Having identified and verified ways that support cost is driven by staffing ratios, process factors like transfers and callbacks, and the proportion of phone and web traffic, the Six Sigma project team of the IT services business began identifying and selecting among solutions. It had entered the Improve phase. The DMAIC (Define, Measure, Analyze, Improve, Control) roadmap called for work in these areas during the Improve phase:
I1. Identify Solution Alternatives to Address Critical X’s: Consider solution alternatives from the possibilities identified earlier and decide which ones are worth pursuing further.
I2. Verify the Relationships Between X’s and Y‘s: What are the dynamics connecting the process X‘s (inputs, KPIVs) with the critical outputs (CTQs, KPOVs)?
I3. Select and Tune the Solution: Using predicted performance and net value, decide what is the best solution alternative.
I4. Pilot / Implement Solution: If possible, pilot the solution to demonstrate results and to verify no unintended side effects.
Work done during the Analyze phase identified several areas of prospective improvements that could deliver project results. The solution alternatives were:
|Driving Xs (from Analyze phase)||Solution Alternatives|
|Staffing||+ Add staff Mondays and Fridays, reduce staff on Sundays
+ Develop staffing model
+ Create on-call list to fill-in for absentees
|Web Service Percentage||+ Focus on services that can be done best on the Web
+ Define and communicate the value prop to customers
+ Evaluate incentives to move traffic to the Web
|Transfers and Callbacks||+ Improve call center processes to reduce transfers and callbacks
without impacting customer satisfaction
The team began to think through how each of these alternatives would work – how it would compare/contrast with the current state, and what the costs, benefits and risks are regarding each CTQ for each of the following stakeholders?
Business: Net value = ($Benefit – $Cost) and other benefits and risks.
Customers: Functionality and value.
Employees (as appropriate): Working conditions, interesting work and growth opportunities.
To understand and compare each solution alternative, the team realized it would need to describe and characterize each of them with respect to the key requirements. The characterization work is the core of step I2, and the population and work-through of the selection matrix is the main activity in I3. A solution selection matrix (Figure 1), empty of evaluations during I1, formed the basis of the team’s planning for the characterization work. (The matrix is an extract or simplified view of the “real thing.”)
For each solution alternative, a sub-team worked through a series of comparisons and characterizations in order to check and quantify the key X-Y relationships that could be exploited for that alternative. Each group began by determining the magnitude of the potential business benefit. To do that, it was necessary to know the X-Y relationship, known as the “transfer function.” If the potential benefit appeared to be significant, then the group had to evaluate how the improvement might be implemented, and what it would cost. Obviously the alternative passed if benefits meaningfully exceeded the likely cost of the improvement. If not, it was eliminated.

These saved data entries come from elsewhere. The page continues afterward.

//! MQTT publisher
//!
//! Publications are queued on the client handle with `try_publish` and never
//! awaited; a spawned task drives the event loop, which reconnects on its own
//! after connection errors.

use std::time::Duration;

use async_trait::async_trait;
use rumqttc::{AsyncClient, Event, EventLoop, MqttOptions, Packet, QoS};
use tokio::task::JoinHandle;
use tokio_util::sync::CancellationToken;
use tracing::{debug, error, info, warn};

use super::PublishReadings;
use crate::config::MqttConfig;
use crate::error::Result;

/// Pause before polling again after a connection error
const RECONNECT_DELAY: Duration = Duration::from_secs(5);

/// How long shutdown waits for the disconnect to go out
const SHUTDOWN_TIMEOUT: Duration = Duration::from_secs(2);

/// Fire-and-forget MQTT sink
pub struct MqttPublisher {
    client: AsyncClient,
    qos: QoS,
    retain: bool,
    event_task: JoinHandle<()>,
    cancel: CancellationToken,
}

impl MqttPublisher {
    /// Create the client and start polling its event loop
    ///
    /// Returns immediately; the broker connection is established in the
    /// background and publications queue up until then.
    pub fn start(config: &MqttConfig) -> Self {
        let mut options = MqttOptions::new(&config.client_id, &config.host, config.port);
        options.set_keep_alive(config.keep_alive());
        options.set_clean_session(true);
        if let (Some(username), Some(password)) = (&config.username, &config.password) {
            options.set_credentials(username, password);
        }

        let (client, eventloop) = AsyncClient::new(options, config.capacity);
        let broker = format!("{}:{}", config.host, config.port);
        let cancel = CancellationToken::new();
        let event_task = tokio::spawn(drive_event_loop(eventloop, broker, cancel.clone()));

        Self {
            client,
            qos: qos_from_level(config.qos),
            retain: config.retain,
            event_task,
            cancel,
        }
    }

    /// Disconnect and wait for the event loop task to end
    ///
    /// Gives up on a clean disconnect after a short timeout, e.g. when the
    /// broker was never reachable.
    pub async fn shutdown(self) {
        let Self {
            client,
            mut event_task,
            cancel,
            ..
        } = self;

        if let Err(e) = client.try_disconnect() {
            debug!("MQTT disconnect request not queued: {}", e);
        }
        if tokio::time::timeout(SHUTDOWN_TIMEOUT, &mut event_task)
            .await
            .is_err()
        {
            cancel.cancel();
            if let Err(e) = event_task.await {
                warn!("MQTT event loop task ended abnormally: {}", e);
            }
        }
    }
}

#[async_trait]
impl PublishReadings for MqttPublisher {
    async fn publish(&self, topic: &str, payload: String) -> Result<()> {
        self.client.try_publish(topic, self.qos, self.retain, payload)?;
        debug!("Published message to topic: {}", topic);
        Ok(())
    }

    fn name(&self) -> &str {
        "mqtt"
    }
}

/// Map the configured level onto rumqttc's QoS
pub fn qos_from_level(level: u8) -> QoS {
    match level {
        1 => QoS::AtLeastOnce,
        2 => QoS::ExactlyOnce,
        _ => QoS::AtMostOnce,
    }
}

async fn drive_event_loop(mut eventloop: EventLoop, broker: String, cancel: CancellationToken) {
    let mut connected = false;

    loop {
        tokio::select! {
            () = cancel.cancelled() => break,
            event = eventloop.poll() => match event {
                Ok(Event::Incoming(Packet::ConnAck(_))) => {
                    connected = true;
                    info!("Connected to MQTT broker: {}", broker);
                },
                Ok(Event::Outgoing(rumqttc::Outgoing::Disconnect)) => {
                    info!("Disconnecting from MQTT broker: {}", broker);
                    break;
                },
                Ok(notification) => {
                    debug!("MQTT Event: {:?}", notification);
                },
                Err(e) => {
                    if connected {
                        error!("MQTT connection to {} lost: {}", broker, e);
                        connected = false;
                    } else {
                        warn!("MQTT broker {} unreachable: {}", broker, e);
                    }
                    tokio::select! {
                        () = cancel.cancelled() => break,
                        () = tokio::time::sleep(RECONNECT_DELAY) => {},
                    }
                },
            },
        }
    }

    debug!("MQTT event loop stopped");
}

#[cfg(test)]
mod tests {
    use super::*;

    #[test]
    fn test_qos_mapping() {
        assert_eq!(qos_from_level(0), QoS::AtMostOnce);
        assert_eq!(qos_from_level(1), QoS::AtLeastOnce);
        assert_eq!(qos_from_level(2), QoS::ExactlyOnce);
    }

    #[tokio::test]
    async fn test_publish_queues_without_broker() {
        let config = MqttConfig {
            host: "127.0.0.1".to_string(),
            port: 1,
            capacity: 4,
            ..MqttConfig::default()
        };
        let publisher = MqttPublisher::start(&config);

        // Queued locally, no broker needed
        assert!(publisher
            .publish("vem/temp/outside", "12.5".to_string())
            .await
            .is_ok());

        publisher.shutdown().await;
    }
}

The staffing option is an illustration of the process used. To examine the other options, the team followed similar thought processes, but perhaps applied a somewhat different combination of tools. To evaluate the staffing option, the team asked this series of questions:
1. Which variables will be impacted, and by how much? Wait time, support cost, volume/staff (v/s) ratio.
2. How will the benefit be measured? Value of account growth minus the cost of additional staff.
3. What chain of analysis will be used to show the connection between additional staff and account growth? By definition, staffing drives v/s ratio. Does v/s ratio drive wait time? Does wait time drive account growth? How many staff might be added? How would that impact wait time? How much benefit would that staffing level produce? What would it cost?
Using regression analysis with the data collected, the team saw that the variation in wait time seemed in part to be related to the v/s ratio. (Figure 2) While this did not prove causality and there clearly were other influentialing factors, the team suspected a meaningful connection (subject to stronger proof later) and decided to pursue this clue further.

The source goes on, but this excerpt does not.